- [What you need to do]: Exactly the lines from the one with "pub fn merged_props(&self)" to the end of the entries should appear in your answer, retyped word for word.

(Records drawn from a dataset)
--------------------------------------------------

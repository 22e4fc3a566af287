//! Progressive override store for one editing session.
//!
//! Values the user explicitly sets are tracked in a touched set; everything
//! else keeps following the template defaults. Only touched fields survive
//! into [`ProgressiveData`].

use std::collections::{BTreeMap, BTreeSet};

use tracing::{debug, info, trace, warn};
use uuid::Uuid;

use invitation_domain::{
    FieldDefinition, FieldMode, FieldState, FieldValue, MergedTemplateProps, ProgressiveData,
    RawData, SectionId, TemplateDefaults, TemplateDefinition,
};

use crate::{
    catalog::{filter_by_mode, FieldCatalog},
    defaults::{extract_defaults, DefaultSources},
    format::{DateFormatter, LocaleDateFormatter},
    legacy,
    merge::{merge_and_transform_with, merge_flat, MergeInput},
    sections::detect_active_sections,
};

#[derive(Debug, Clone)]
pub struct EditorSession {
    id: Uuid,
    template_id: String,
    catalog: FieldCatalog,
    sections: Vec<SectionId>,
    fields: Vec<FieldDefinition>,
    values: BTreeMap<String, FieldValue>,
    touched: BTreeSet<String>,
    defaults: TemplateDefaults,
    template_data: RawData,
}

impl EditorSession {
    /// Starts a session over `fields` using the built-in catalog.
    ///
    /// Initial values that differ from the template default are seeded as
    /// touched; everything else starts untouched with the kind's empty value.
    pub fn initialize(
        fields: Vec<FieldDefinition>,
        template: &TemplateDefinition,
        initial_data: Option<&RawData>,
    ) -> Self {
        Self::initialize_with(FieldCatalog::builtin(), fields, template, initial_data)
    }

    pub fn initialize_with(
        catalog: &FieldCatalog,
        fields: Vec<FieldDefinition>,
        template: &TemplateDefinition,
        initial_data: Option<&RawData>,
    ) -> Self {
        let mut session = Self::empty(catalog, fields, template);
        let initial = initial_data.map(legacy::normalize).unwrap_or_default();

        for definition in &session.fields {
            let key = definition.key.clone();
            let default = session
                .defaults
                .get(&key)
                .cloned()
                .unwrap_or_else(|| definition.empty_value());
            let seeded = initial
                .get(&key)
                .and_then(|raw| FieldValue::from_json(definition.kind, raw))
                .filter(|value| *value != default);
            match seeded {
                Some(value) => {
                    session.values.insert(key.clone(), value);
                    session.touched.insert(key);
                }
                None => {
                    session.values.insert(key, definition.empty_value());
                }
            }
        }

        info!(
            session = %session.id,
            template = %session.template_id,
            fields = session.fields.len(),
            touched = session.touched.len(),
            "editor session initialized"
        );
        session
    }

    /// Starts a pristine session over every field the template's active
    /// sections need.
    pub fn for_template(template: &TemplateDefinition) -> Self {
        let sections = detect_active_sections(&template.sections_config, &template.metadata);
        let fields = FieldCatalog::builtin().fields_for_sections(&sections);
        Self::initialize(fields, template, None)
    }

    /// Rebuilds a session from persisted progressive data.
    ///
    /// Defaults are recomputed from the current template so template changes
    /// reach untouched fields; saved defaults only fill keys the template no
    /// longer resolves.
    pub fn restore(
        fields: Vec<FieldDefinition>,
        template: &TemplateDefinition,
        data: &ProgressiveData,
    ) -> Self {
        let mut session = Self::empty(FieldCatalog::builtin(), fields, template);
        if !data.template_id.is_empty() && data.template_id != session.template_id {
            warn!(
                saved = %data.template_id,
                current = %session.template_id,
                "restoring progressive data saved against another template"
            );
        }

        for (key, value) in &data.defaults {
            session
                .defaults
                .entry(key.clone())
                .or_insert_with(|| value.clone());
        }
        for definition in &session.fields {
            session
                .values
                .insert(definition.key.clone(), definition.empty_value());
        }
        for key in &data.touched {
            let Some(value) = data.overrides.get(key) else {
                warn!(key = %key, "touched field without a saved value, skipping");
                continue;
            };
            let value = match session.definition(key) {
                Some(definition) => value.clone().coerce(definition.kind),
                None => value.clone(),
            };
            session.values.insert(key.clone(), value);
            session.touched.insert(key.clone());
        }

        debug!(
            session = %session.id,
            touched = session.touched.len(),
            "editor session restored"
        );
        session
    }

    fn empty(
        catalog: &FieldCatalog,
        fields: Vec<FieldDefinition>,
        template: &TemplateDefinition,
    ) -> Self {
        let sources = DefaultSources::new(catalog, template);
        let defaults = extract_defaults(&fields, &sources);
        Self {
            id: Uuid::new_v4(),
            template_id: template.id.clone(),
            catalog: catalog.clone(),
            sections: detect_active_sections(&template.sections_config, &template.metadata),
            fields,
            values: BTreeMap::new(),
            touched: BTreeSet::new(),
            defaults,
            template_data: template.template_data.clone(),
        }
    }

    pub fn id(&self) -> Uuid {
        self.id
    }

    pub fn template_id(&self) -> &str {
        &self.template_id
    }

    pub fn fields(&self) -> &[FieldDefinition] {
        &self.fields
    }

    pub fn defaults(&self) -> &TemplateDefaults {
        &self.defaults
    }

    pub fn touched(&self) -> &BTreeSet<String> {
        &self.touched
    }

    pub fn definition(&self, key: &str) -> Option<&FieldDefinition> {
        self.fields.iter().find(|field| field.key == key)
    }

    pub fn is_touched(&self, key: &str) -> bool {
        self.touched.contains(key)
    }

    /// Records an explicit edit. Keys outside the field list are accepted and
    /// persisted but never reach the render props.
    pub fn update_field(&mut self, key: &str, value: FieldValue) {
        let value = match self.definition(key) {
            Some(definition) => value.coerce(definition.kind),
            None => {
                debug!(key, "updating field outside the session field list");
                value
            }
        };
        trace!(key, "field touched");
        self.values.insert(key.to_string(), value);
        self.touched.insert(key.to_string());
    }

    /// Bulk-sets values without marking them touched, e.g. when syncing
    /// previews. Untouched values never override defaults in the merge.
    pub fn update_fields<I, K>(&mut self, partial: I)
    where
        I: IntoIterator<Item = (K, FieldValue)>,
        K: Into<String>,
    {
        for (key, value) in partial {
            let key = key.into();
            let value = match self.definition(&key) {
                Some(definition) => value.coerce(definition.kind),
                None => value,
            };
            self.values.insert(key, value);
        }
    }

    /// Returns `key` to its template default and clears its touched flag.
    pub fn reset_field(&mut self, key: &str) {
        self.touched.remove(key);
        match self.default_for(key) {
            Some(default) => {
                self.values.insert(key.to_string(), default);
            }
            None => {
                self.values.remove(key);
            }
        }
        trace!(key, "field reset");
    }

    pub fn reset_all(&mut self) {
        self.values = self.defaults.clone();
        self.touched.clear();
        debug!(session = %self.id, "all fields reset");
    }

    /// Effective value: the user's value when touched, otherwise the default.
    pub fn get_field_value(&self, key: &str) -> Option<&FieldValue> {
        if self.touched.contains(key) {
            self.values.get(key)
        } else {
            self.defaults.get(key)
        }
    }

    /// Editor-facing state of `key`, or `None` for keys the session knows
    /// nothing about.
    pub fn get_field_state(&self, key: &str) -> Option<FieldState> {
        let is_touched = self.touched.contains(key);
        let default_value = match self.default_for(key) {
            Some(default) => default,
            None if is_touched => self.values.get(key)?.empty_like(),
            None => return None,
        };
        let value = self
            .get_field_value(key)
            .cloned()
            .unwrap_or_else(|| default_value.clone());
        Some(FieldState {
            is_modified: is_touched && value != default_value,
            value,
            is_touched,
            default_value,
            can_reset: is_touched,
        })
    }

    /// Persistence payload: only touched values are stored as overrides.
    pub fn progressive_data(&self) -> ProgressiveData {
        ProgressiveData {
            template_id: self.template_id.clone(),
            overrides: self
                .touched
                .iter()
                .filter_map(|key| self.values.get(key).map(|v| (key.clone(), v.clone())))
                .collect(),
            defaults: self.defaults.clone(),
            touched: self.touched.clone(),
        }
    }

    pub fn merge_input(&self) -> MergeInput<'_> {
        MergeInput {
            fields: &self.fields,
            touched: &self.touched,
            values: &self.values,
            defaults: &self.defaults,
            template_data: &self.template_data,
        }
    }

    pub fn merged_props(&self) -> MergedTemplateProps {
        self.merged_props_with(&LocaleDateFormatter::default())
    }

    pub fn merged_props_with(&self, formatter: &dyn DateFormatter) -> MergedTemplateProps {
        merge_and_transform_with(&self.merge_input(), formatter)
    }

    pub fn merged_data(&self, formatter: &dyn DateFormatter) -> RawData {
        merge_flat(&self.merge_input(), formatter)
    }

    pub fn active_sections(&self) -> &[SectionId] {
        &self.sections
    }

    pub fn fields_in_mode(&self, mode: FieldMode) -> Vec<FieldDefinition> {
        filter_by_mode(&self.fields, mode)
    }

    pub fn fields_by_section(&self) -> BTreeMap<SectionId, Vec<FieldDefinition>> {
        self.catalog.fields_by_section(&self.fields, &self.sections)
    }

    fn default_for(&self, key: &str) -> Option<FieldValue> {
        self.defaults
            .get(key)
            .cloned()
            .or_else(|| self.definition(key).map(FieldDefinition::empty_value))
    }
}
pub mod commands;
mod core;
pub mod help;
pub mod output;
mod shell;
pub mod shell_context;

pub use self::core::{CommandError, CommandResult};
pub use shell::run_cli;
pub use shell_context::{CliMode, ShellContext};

--------------------------------------------------

- [Response]:
    pub fn merged_props(&self) -> MergedTemplateProps {
        self.merged_props_with(&LocaleDateFormatter::default())
    }

    pub fn merged_props_with(&self, formatter: &dyn DateFormatter) -> MergedTemplateProps {
        merge_and_transform_with(&self.merge_input(), formatter)
    }

    pub fn merged_data(&self, formatter: &dyn DateFormatter) -> RawData {
        merge_flat(&self.merge_input(), formatter)
    }

    pub fn active_sections(&self) -> &[SectionId] {
        &self.sections
    }

    pub fn fields_in_mode(&self, mode: FieldMode) -> Vec<FieldDefinition> {
        filter_by_mode(&self.fields, mode)
    }

    pub fn fields_by_section(&self) -> BTreeMap<SectionId, Vec<FieldDefinition>> {
        self.catalog.fields_by_section(&self.fields, &self.sections)
    }

    fn default_for(&self, key: &str) -> Option<FieldValue> {
        self.defaults
            .get(key)
            .cloned()
            .or_else(|| self.definition(key).map(FieldDefinition::empty_value))
    }
}
pub mod commands;
mod core;
pub mod help;
pub mod output;
mod shell;
pub mod shell_context;

pub use self::core::{CommandError, CommandResult};
pub use shell::run_cli;
pub use shell_context::{CliMode, ShellContext};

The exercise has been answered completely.